Please report every line in the entries that contains the string "provider".

Record excerpts:
════

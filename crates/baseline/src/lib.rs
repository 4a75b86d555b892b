//! baseline - Browser compatibility analysis for CSS and JavaScript
//!
//! This crate wires the analysis engine from `baseline-core` into a CLI and
//! an HTTP server, and adds repository scanning over the GitHub API.

pub mod config;
pub mod output;
pub mod provider;
pub mod rate_limit;
pub mod scanner;
pub mod server;

use baseline_core::Analyzer;
use config::Config;
use eyre::{Result, WrapErr};
use provider::GitHubProvider;
use scanner::{RepositoryScanner, ScanLimits};
use std::sync::Arc;

/// Build the analyzer described by `config`
pub fn analyzer(config: &Config) -> Result<Analyzer> {
    let registry = config.registry().wrap_err("Failed to load feature registry")?;
    let weights = config.weights()?;
    Ok(Analyzer::new(Arc::new(registry), weights))
}

/// Build a scanner reading from GitHub, as described by `config`
pub fn github_scanner(config: &Config, analyzer: Arc<Analyzer>) -> Result<RepositoryScanner> {
    let provider = GitHubProvider::from_env(config.github_api_url(), config.token_env())
        .wrap_err("Failed to create GitHub client")?;
    let limits = ScanLimits {
        deadline: config.scan_deadline(),
        ..ScanLimits::default()
    };
    Ok(RepositoryScanner::new(Arc::new(provider), analyzer).with_limits(limits))
}
//! baseline-core - Core library for browser compatibility analysis
//!
//! This crate provides the building blocks for:
//! - Parsing CSS and JavaScript/TypeScript (including JSX) with tree-sitter
//! - Extracting uses of web-platform features from the syntax tree
//! - Classifying features against a baseline registry
//! - Scoring a source by the share of its feature usage that is safe
//!
//! # Analyzing a source
//!
//! ```
//! use std::sync::Arc;
//! use baseline_core::{Analyzer, BaselineTier, FeatureRegistry, Language, ScoreWeights};
//!
//! let registry = Arc::new(FeatureRegistry::bundled().unwrap());
//! let analyzer = Analyzer::new(registry, ScoreWeights::default());
//!
//! let result = analyzer.analyze(".a { display: grid; }", Language::Css);
//! assert_eq!(result.score, 100);
//! assert_eq!(result.issues.len(), 1);
//! assert_eq!(result.issues[0].feature, "display: grid");
//! assert_eq!(result.issues[0].status, BaselineTier::WidelyAvailable);
//! ```
//!
//! # Registry
//!
//! The registry maps feature identifiers to a baseline value (`"high"`,
//! `"low"`, or null) and a "since" date. A snapshot is bundled with the crate;
//! use [`FeatureRegistry::load`] to analyze against another one.
//!
//! ```json
//! { "features": { "grid": { "baseline": "high", "since": "2017-10-17" } } }
//! ```
//!
//! Features the extractor recognizes but the registry does not know are
//! dropped from results.

mod analyze;
mod classify;
mod extract;
pub mod features;
mod parser;
mod registry;
mod score;

pub use analyze::{Analysis, AnalysisResult, Analyzer, CompatibilityIssue};
pub use classify::{BaselineTier, Classification, classify};
pub use extract::{FeatureMatch, extract};
pub use features::{Feature, TierSource};
pub use parser::{Language, ParseError, SourceTree, parse};
pub use registry::{FeatureEntry, FeatureRegistry};
pub use score::{MAX_TIER_WEIGHT, ScoreWeights, WeightError, score, score_tiers};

════

Task output:
pub mod provider;
use provider::GitHubProvider;
    let provider = GitHubProvider::from_env(config.github_api_url(), config.token_env())
    Ok(RepositoryScanner::new(Arc::new(provider), analyzer).with_limits(limits))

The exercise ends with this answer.